- [THE TASK]
Give the line containing "let mut queue: VecDeque<(u32, u32)>" again, exactly, along with all later lines of the entries, through the last one.

- [DATASET CONTENT]
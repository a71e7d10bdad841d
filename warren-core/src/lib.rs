//! # warren-core: Bit-Packed Maze Generation and Solving Engine
//!
//! `warren-core` generates, solves and serializes rectangular grid mazes
//! at scales up to hundreds of millions of cells. One byte per cell holds
//! four wall bits and four flag bits; generators carve passages into that
//! byte array, solvers read walls and write visit marks into the same
//! bytes, and the serializer persists them with optional zlib compression.
//!
//! ## Overview
//!
//! A run moves a grid through three exclusive-ownership phases:
//!
//! 1. **Generate** — a generator takes the grid mutably, sets all walls,
//!    and carves a maze (perfect by default; braiding adds cycles).
//! 2. **Solve** — a solver takes the grid mutably, reads walls and writes
//!    `VISITED_SOLVE`/`ON_PATH` marks.
//! 3. **Persist / replay** — grid bytes round-trip through `.maze` files,
//!    and the carve/visit event stream through `.events` logs that replay
//!    deterministically.
//!
//! ## Quick Start
//!
//! ```
//! use warren_core::{
//!     generate, solve, CancelToken, GenAlgorithm, GenOptions, Grid, NullSink, SolveAlgorithm,
//! };
//!
//! let mut grid = Grid::new(64, 64)?;
//! let opts = GenOptions { seed: 42, ..GenOptions::default() };
//! let cancel = CancelToken::new();
//!
//! generate(&mut grid, GenAlgorithm::Dfs, &opts, &cancel, &mut NullSink)?;
//! let outcome = solve(&mut grid, SolveAlgorithm::Astar, &cancel, &mut NullSink)?;
//! assert!(outcome.found);
//! # Ok::<(), warren_core::EngineError>(())
//! ```
//!
//! ## Module Organization
//!
//! - [`grid`] - packed cell grid, directions, neighbor arithmetic
//! - [`rng`] - deterministic seeded RNG and per-worker stream derivation
//! - [`events`] - event stream, `.events` log, replay
//! - [`generator`] - dfs / prim / fractal / organic carvers and braiding
//! - [`solver`] - the ten pathfinding solvers
//! - [`serialize`] - `.maze` file read/write
//! - [`metrics`] - dead ends, branching factor, shortest-path length
//! - [`cancel`] - cooperative cancellation token
//! - [`error`] - the error taxonomy
//!
//! ## Determinism
//!
//! For a fixed `(seed, width, height, algorithm, options)` the final grid
//! is byte-for-byte reproducible, including the data-parallel generators:
//! every fractal block and organic agent owns an RNG stream derived from
//! the seed and its index, so thread scheduling never reaches the output.
//! Solver output is deterministic outright — tie-breaks are fixed, not
//! random.

#![deny(missing_docs)]

pub mod cancel;
pub mod error;
pub mod events;
pub mod generator;
pub mod grid;
pub mod metrics;
pub mod rng;
pub mod serialize;
pub mod solver;

pub use cancel::CancelToken;
pub use error::{EngineError, Result};
pub use events::{
    apply_event, replay, Event, EventKind, EventLog, EventReader, EventSink, EventWriter, NullSink,
};
pub use generator::{generate, GenAlgorithm, GenOptions};
pub use grid::{Cell, Dir, Grid, GridReader, MAX_CELLS};
pub use metrics::{analyze, census, ComplexityReport, WallCensus};
pub use serialize::{load_maze, read_maze, save_maze, write_maze, MazeFile, Metadata};
pub use solver::{solve, solve_from, SolveAlgorithm, SolveOutcome};
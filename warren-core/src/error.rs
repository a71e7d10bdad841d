//! Error taxonomy for the engine.
//!
//! Only four classes of error ever cross a component boundary: usage errors
//! (bad dimensions, unknown algorithm), I/O errors (bad magic, truncation,
//! decompression), cooperative cancellation, and internal invariant
//! violations. A solver that exhausts the grid without reaching the exit is
//! *not* an error — it reports `found = false` in its outcome and leaves the
//! decision to the caller.

use thiserror::Error;

/// Convenience alias used throughout the crate.
pub type Result<T> = std::result::Result<T, EngineError>;

/// All failure modes surfaced by the engine.
#[derive(Debug, Error)]
pub enum EngineError {
    /// Grid dimensions outside the supported envelope.
    #[error("invalid dimensions {width}x{height}: {reason}")]
    InvalidDimensions {
        /// Requested width.
        width: u32,
        /// Requested height.
        height: u32,
        /// Which constraint was violated.
        reason: &'static str,
    },

    /// An option value outside its documented range (e.g. `braid` ∉ [0, 1]).
    #[error("invalid option: {0}")]
    InvalidOption(String),

    /// Algorithm name that matches no known generator or solver.
    #[error("unknown algorithm `{0}`")]
    UnknownAlgorithm(String),

    /// A coordinate or carve target outside the grid.
    #[error("coordinate ({x}, {y}) out of bounds for {width}x{height} grid")]
    OutOfBounds {
        /// Offending x coordinate.
        x: u32,
        /// Offending y coordinate.
        y: u32,
        /// Grid width.
        width: u32,
        /// Grid height.
        height: u32,
    },

    /// Underlying I/O failure while reading or writing a file.
    #[error("i/o error: {0}")]
    Io(#[from] std::io::Error),

    /// The file does not start with the expected magic bytes.
    #[error("bad magic: not a {expected} file")]
    BadMagic {
        /// Human-readable name of the expected format.
        expected: &'static str,
    },

    /// The file's format version is newer than this build understands.
    #[error("unsupported format version {0}")]
    UnsupportedVersion(u16),

    /// Structurally invalid file contents (short payload, bad record, …).
    #[error("corrupt file: {0}")]
    Corrupt(&'static str),

    /// Cooperative cancellation was observed. The grid is left well-typed
    /// but in an unspecified state; callers should discard it.
    #[error("operation cancelled")]
    Cancelled,

    /// An internal invariant was broken. Always a bug, never recoverable.
    #[error("invariant violated: {0}")]
    InvariantViolation(&'static str),
}
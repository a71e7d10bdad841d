//! Maze generators.
//!
//! Four algorithms share one contract: given a grid, a seed and options,
//! leave behind a maze in which every cell is reachable from the entrance.
//! With `braid = 0` the carved edges form a spanning tree (a *perfect*
//! maze); with `braid > 0` a post-pass knocks out dead ends to introduce
//! cycles.
//!
//! | Algorithm | Style | Texture |
//! |-----------|-------|---------|
//! | [`backtracker`] | serial DFS | long corridors, low branching |
//! | [`prim`] | serial frontier | short spiky branches |
//! | [`fractal`] | fork-join over blocks | block seam aesthetic |
//! | [`organic`] | multi-agent ticks | fuzzy, high branching |
//!
//! All four run in O(cells) expected work and memory, check the
//! cancellation token once per outer iteration, and are byte-for-byte
//! reproducible at a fixed `(seed, dimensions, options)` tuple — the
//! parallel pair derives one RNG stream per block/agent so thread
//! scheduling cannot leak into the output.

pub mod backtracker;
pub mod braid;
pub mod fractal;
pub mod organic;
pub mod prim;

use std::fmt;
use std::str::FromStr;

use tracing::debug;

use crate::cancel::CancelToken;
use crate::error::{EngineError, Result};
use crate::events::EventSink;
use crate::grid::Grid;
use crate::metrics;
use crate::rng;

/// Sub-stream index for the braiding pass of parallel generators.
const STREAM_BRAID: u64 = u64::MAX;

/// The generator family.
#[derive(Clone, Copy, Debug, PartialEq, Eq)]
pub enum GenAlgorithm {
    /// Recursive backtracker (serial DFS).
    Dfs,
    /// Randomized Prim's over a wall frontier.
    Prim,
    /// Hierarchical divide and conquer, data-parallel over blocks.
    Fractal,
    /// Multi-agent parallel carving.
    Organic,
}

impl GenAlgorithm {
    /// Every generator, in CLI listing order.
    pub const ALL: [GenAlgorithm; 4] = [
        GenAlgorithm::Dfs,
        GenAlgorithm::Prim,
        GenAlgorithm::Fractal,
        GenAlgorithm::Organic,
    ];

    /// The CLI name of this generator.
    pub fn as_str(self) -> &'static str {
        match self {
            GenAlgorithm::Dfs => "dfs",
            GenAlgorithm::Prim => "prim",
            GenAlgorithm::Fractal => "fractal",
            GenAlgorithm::Organic => "organic",
        }
    }
}

impl fmt::Display for GenAlgorithm {
    fn fmt(&self, f: &mut fmt::Formatter<'_>) -> fmt::Result {
        f.write_str(self.as_str())
    }
}

impl FromStr for GenAlgorithm {
    type Err = EngineError;

    fn from_str(name: &str) -> Result<GenAlgorithm> {
        match name {
            "dfs" => Ok(GenAlgorithm::Dfs),
            "prim" => Ok(GenAlgorithm::Prim),
            "fractal" => Ok(GenAlgorithm::Fractal),
            "organic" => Ok(GenAlgorithm::Organic),
            other => Err(EngineError::UnknownAlgorithm(other.to_string())),
        }
    }
}

/// Tuning knobs shared by all generators.
#[derive(Clone, Copy, Debug)]
pub struct GenOptions {
    /// Master RNG seed.
    pub seed: u64,
    /// Fraction of dead ends to knock out afterwards, in `[0, 1]`.
    pub braid: f64,
    /// Fractal block side. Dimensions that are not multiples are handled
    /// by clipped residual blocks.
    pub block_side: u32,
    /// Organic agent count. `None` derives `min(cells / 64, 16384)`.
    pub agents: Option<u32>,
}

impl Default for GenOptions {
    fn default() -> Self {
        GenOptions {
            seed: 0,
            braid: 0.0,
            block_side: 32,
            agents: None,
        }
    }
}

/// Runs `algo` over `grid`, then the braiding pass when requested.
///
/// The grid is taken exclusively for the duration; events are pushed into
/// `sink` as carving proceeds. Event order is reproducible for the serial
/// generators; the parallel pair guarantees a reproducible *final grid*
/// (their per-worker event buffers are drained in a fixed order, but the
/// assignment of work to streams is what carries the determinism).
pub fn generate(
    grid: &mut Grid,
    algo: GenAlgorithm,
    opts: &GenOptions,
    cancel: &CancelToken,
    sink: &mut dyn EventSink,
) -> Result<()> {
    if !(0.0..=1.0).contains(&opts.braid) {
        return Err(EngineError::InvalidOption(format!(
            "braid factor {} outside [0, 1]",
            opts.braid
        )));
    }

    match algo {
        GenAlgorithm::Dfs => {
            let mut master = rng::seeded(opts.seed);
            backtracker::carve(grid, &mut master, cancel, sink)?;
            braid::knock_out_dead_ends(grid, opts.braid, &mut master, cancel, sink)?;
        }
        GenAlgorithm::Prim => {
            let mut master = rng::seeded(opts.seed);
            prim::carve(grid, &mut master, cancel, sink)?;
            braid::knock_out_dead_ends(grid, opts.braid, &mut master, cancel, sink)?;
        }
        GenAlgorithm::Fractal => {
            fractal::carve(grid, opts.seed, opts.block_side, cancel, sink)?;
            let mut braid_rng = rng::stream(opts.seed, STREAM_BRAID);
            braid::knock_out_dead_ends(grid, opts.braid, &mut braid_rng, cancel, sink)?;
        }
        GenAlgorithm::Organic => {
            organic::carve(grid, opts.seed, opts.agents, cancel, sink)?;
            let mut braid_rng = rng::stream(opts.seed, STREAM_BRAID);
            braid::knock_out_dead_ends(grid, opts.braid, &mut braid_rng, cancel, sink)?;
        }
    }

    let census = metrics::census(grid);
    debug!(
        algo = %algo,
        seed = opts.seed,
        dead_ends = census.dead_ends,
        corridors = census.corridors,
        junctions = census.junctions,
        "generation finished"
    );
    Ok(())
}

#[cfg(test)]
mod tests {
    use super::*;

    #[test]
    fn algorithm_names_round_trip() {
        for algo in GenAlgorithm::ALL {
            assert_eq!(algo.as_str().parse::<GenAlgorithm>().unwrap(), algo);
        }
        assert!(matches!(
            "kruskal".parse::<GenAlgorithm>(),
            Err(EngineError::UnknownAlgorithm(_))
        ));
    }

    #[test]
    fn braid_out_of_range_is_a_usage_error() {
        let mut grid = Grid::new(4, 4).unwrap();
        let opts = GenOptions {
            braid: 1.5,
            ..GenOptions::default()
        };
        let result = generate(
            &mut grid,
            GenAlgorithm::Dfs,
            &opts,
            &CancelToken::new(),
            &mut crate::events::NullSink,
        );
        assert!(matches!(result, Err(EngineError::InvalidOption(_))));
    }
}
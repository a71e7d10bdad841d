//! Randomized Prim's ("prim").
//!
//! Grows the maze from the entrance by repeatedly opening a uniformly
//! random wall on the frontier — the set of walls separating a visited
//! cell from an unvisited one. Walls whose far side was visited in the
//! meantime are discarded on draw. Produces short, spiky branches.

use rand::Rng;

use crate::cancel::CancelToken;
use crate::error::{EngineError, Result};
use crate::events::{Event, EventSink};
use crate::grid::{Cell, Dir, Grid};
use crate::rng::MazeRng;

/// Frontier wall: the visited side plus the direction across the wall.
type FrontierWall = (u32, u32, Dir);

/// Carves a perfect maze over the whole grid.
pub fn carve(
    grid: &mut Grid,
    rng: &mut MazeRng,
    cancel: &CancelToken,
    sink: &mut dyn EventSink,
) -> Result<()> {
    grid.fill_walls();

    let (sx, sy) = grid.start();
    grid.set_flag(sx, sy, Cell::VISITED_GEN, true);

    let mut frontier: Vec<FrontierWall> = Vec::new();
    push_frontier_walls(grid, sx, sy, &mut frontier);

    while !frontier.is_empty() {
        cancel.check()?;

        // Uniform draw with O(1) removal; frontier order is irrelevant.
        let pick = rng.random_range(0..frontier.len());
        let (x, y, dir) = frontier.swap_remove(pick);

        let (nx, ny) = grid
            .neighbor(x, y, dir)
            .ok_or(EngineError::InvariantViolation(
                "frontier wall without an in-bounds far side",
            ))?;
        if grid.cell(nx, ny).visited_gen() {
            continue; // discard: the far side was reached another way
        }

        grid.carve(x, y, dir)?;
        grid.set_flag(nx, ny, Cell::VISITED_GEN, true);
        sink.on_event(Event::carve(x, y, dir));
        push_frontier_walls(grid, nx, ny, &mut frontier);
    }

    Ok(())
}

fn push_frontier_walls(grid: &Grid, x: u32, y: u32, frontier: &mut Vec<FrontierWall>) {
    for (nx, ny, dir) in grid.neighbors(x, y) {
        if !grid.cell(nx, ny).visited_gen() {
            frontier.push((x, y, dir));
        }
    }
}

#[cfg(test)]
mod tests {
    use super::*;
    use crate::events::NullSink;
    use crate::rng;

    #[test]
    fn visits_every_cell() {
        let mut grid = Grid::new(11, 5).unwrap();
        carve(
            &mut grid,
            &mut rng::seeded(42),
            &CancelToken::new(),
            &mut NullSink,
        )
        .unwrap();

        for y in 0..5 {
            for x in 0..11 {
                assert!(grid.cell(x, y).visited_gen(), "unvisited cell ({x}, {y})");
            }
        }
    }

    #[test]
    fn same_seed_same_bytes() {
        let mut a = Grid::new(12, 12).unwrap();
        let mut b = Grid::new(12, 12).unwrap();
        let cancel = CancelToken::new();
        carve(&mut a, &mut rng::seeded(5), &cancel, &mut NullSink).unwrap();
        carve(&mut b, &mut rng::seeded(5), &cancel, &mut NullSink).unwrap();
        assert_eq!(a.as_bytes(), b.as_bytes());
    }
}
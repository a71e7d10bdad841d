//! Breadth-first search: shortest path in steps, FIFO expansion order.

use std::collections::VecDeque;

use crate::cancel::CancelToken;
use crate::error::Result;
use crate::events::EventSink;
use crate::grid::Grid;
use crate::solver::{mark_visited, ParentMap, SolveOutcome};

/// Runs BFS between the endpoints.
pub fn solve(
    grid: &mut Grid,
    start: (u32, u32),
    exit: (u32, u32),
    cancel: &CancelToken,
    sink: &mut dyn EventSink,
) -> Result<SolveOutcome> {
    let mut parents = ParentMap::new(grid);
    let mut queue: VecDeque<(u32, u32)> = VecDeque::new();

    mark_visited(grid, start.0, start.1, sink);
    let mut visited_count = 1u64;
    queue.push_back(start);

    let mut found = false;
    while let Some((x, y)) = queue.pop_front() {
        cancel.check()?;
        if (x, y) == exit {
            found = true;
            break;
        }
        for (nx, ny, dir) in grid.open_neighbors(x, y) {
            if grid.cell(nx, ny).visited_solve() {
                continue;
            }
            mark_visited(grid, nx, ny, sink);
            visited_count += 1;
            parents.set(nx, ny, dir.opposite());
            queue.push_back((nx, ny));
        }
    }

    if !found {
        return Ok(SolveOutcome::failure(visited_count));
    }
    let path = parents.reconstruct(grid, start, exit, sink)?;
    Ok(SolveOutcome {
        found: true,
        path,
        visited_count,
    })
}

- [ANSWER BOX]
    let mut queue: VecDeque<(u32, u32)> = VecDeque::new();

    mark_visited(grid, start.0, start.1, sink);
    let mut visited_count = 1u64;
    queue.push_back(start);

    let mut found = false;
    while let Some((x, y)) = queue.pop_front() {
        cancel.check()?;
        if (x, y) == exit {
            found = true;
            break;
        }
        for (nx, ny, dir) in grid.open_neighbors(x, y) {
            if grid.cell(nx, ny).visited_solve() {
                continue;
            }
            mark_visited(grid, nx, ny, sink);
            visited_count += 1;
            parents.set(nx, ny, dir.opposite());
            queue.push_back((nx, ny));
        }
    }

    if !found {
        return Ok(SolveOutcome::failure(visited_count));
    }
    let path = parents.reconstruct(grid, start, exit, sink)?;
    Ok(SolveOutcome {
        found: true,
        path,
        visited_count,
    })
}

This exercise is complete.